I am currently working on a reward model task and intend to use GPT5 for scoring to obtain reliable data. However, when using my current prompt to score on a 1-5 scale, the discrimination of the scores is not high. I have already adopted the method of taking the mode from 5 outputs. The confusion matrix of my scoring results is as follows. Are there any methods to solve this problem?
Here is my prompt:
## Mission
- Focus on discrepancies in text formatting, images, and tables, and report the exact locations of errors (e.g. paragraph, table cell, or image region).
- Do not compare the text content itself—only the layout, alignment, spacing, and image issues.
- Ignore slight differences, such as tiny pixel shifts or nearly imperceptible spacing changes.
- Each major category (Text / Tables / Images) will receive one score.
## Evaluation Criteria
### Context-Sensitive Scoring Guidelines
Apply scoring with awareness of document purpose and typical usage:
- Technical/formal documents (contracts, forms) require higher precision
- Informational documents (newsletters, reports) allow moderate flexibility
- Creative documents (brochures, posters) permit stylistic variations
### Scoring Rules
- 5 points – Perfect reproduction or element not present in either document
- 4 points – Minor issues, overall acceptable for practical use
- 3 points – Noticeable issues that should be corrected but don't impair document function
- 2 points – Multiple issues affecting layout quality and usability
- 1 point – Major issues, overall not acceptable
- 0 points – Category missing or completely incorrect
### Tolerance Levels
1. **High Tolerance (4 points)**
- Slight spacing variations that maintain overall rhythm
- Minor alignment shifts that don't affect perceived grouping
- Subtle differences in element proportions
- Small deviations in margins or padding
- Slight font weight or size differences
2. **Moderate Tolerance (3 points)**
- Noticeable but non-disruptive spacing changes
- Clear but non-functional alignment shifts
- Visible but non-confusing changes to element relationships
- Detectable but non-problematic cell size variations
3. **Low Tolerance (2 points or below)**
- Missing content or structural elements
- Disrupted logical grouping of information
- Severe misalignment affecting readability
- Merged/split cells that alter table interpretation
- Element overlaps or truncations
### Text Layout and Spacing:
1. **Indentation:** Check for inconsistent paragraph indentation.

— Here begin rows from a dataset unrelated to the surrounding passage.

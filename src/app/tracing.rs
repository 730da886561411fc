use tracing::{Level, error};
use tracing_subscriber::{EnvFilter, fmt, prelude::*};

/// Initialize the tracing subscriber.
/// JSON output unless `RUST_LOG_FORMAT` asks for something else.
pub fn init_tracing() {
    let use_json = std::env::var("RUST_LOG_FORMAT")
        .map(|v| v == "json")
        .unwrap_or(true);

    let filter = EnvFilter::from_default_env().add_directive(Level::INFO.into());
    if use_json {
        tracing_subscriber::registry()
            .with(
                fmt::layer()
                    .json()
                    .flatten_event(true)
                    .with_current_span(true),
            )
            .with(filter)
            .init();
    } else {
        tracing_subscriber::registry()
            .with(fmt::layer())
            .with(filter)
            .init();
    }
}

/// Route panics through the subscriber so they land in structured logs.
pub fn install_panic_hook() {
    std::panic::set_hook(Box::new(|panic_info| {
        let message = panic_info
            .payload()
            .downcast_ref::<&str>()
            .copied()
            .or_else(|| panic_info.payload().downcast_ref::<String>().map(String::as_str))
            .unwrap_or("unknown panic payload");

        match panic_info.location() {
            Some(location) => error!(
                file = location.file(),
                line = location.line(),
                message,
                "panic occurred"
            ),
            None => error!(message, "panic occurred"),
        }
    }));
}
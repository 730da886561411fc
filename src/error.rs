use thiserror::Error;

use crate::config::ConfigError;

#[derive(Error, Debug)]
pub enum CatalogError {
    #[error("Failed to load configuration: {0}")]
    Config(#[from] ConfigError),

    #[error("Failed to bind to address {address}: {source}")]
    Bind {
        address: String,
        #[source]
        source: std::io::Error,
    },

    #[error("Failed to initialise component {component}: {source}")]
    Init {
        component: &'static str,
        #[source]
        source: anyhow::Error,
    },

    #[error("Storage error: {0}")]
    Store(#[from] StoreError),

    #[error("Server error: {0}")]
    Server(#[from] std::io::Error),
}

/// Failures raised by a [`crate::port::MediaStore`] implementation.
#[derive(Error, Debug)]
pub enum StoreError {
    #[error("storage backend unavailable: {0}")]
    Unavailable(String),

    #[error("database error: {0}")]
    Database(#[from] sqlx::Error),

    #[error("stored record is invalid: {0}")]
    Corrupt(String),
}

/// Reason a source page could not be turned into records.
#[derive(Error, Debug, Clone, PartialEq, Eq)]
pub enum SourceError {
    #[error("request to {url} failed: {reason}")]
    Request { url: String, reason: String },

    #[error("{url} returned status {status}")]
    Status { url: String, status: u16 },

    #[error("no candidates found in markup from {url}")]
    Markup { url: String },
}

- Example: "Page 2 Paragraph 3: the indentation is inconsistent."
2. **Text Alignment:** Check text alignment—left, centered, or right.
- Example: "Page 4 Line 7: Text misaligned from left to center."
3. **Line Spacing:** Check for uneven line spacing.
- Example: "Page 3 Lines 5-7: Line spacing is too large."
4. **Paragraph Spacing:** Ensure consistent space between paragraphs.
- Example: "Page 5: Excessive space between Paragraphs 4 and 5."
### Image Evaluation:
1. **Image Integrity:** Identify any missing, distorted, or cropped images.
- Example: "Page 3: Image cropped at the top."
2. **Image Position:** Report shifts in image positioning.
- Example: "Page 5: Image shifted 1 cm downward."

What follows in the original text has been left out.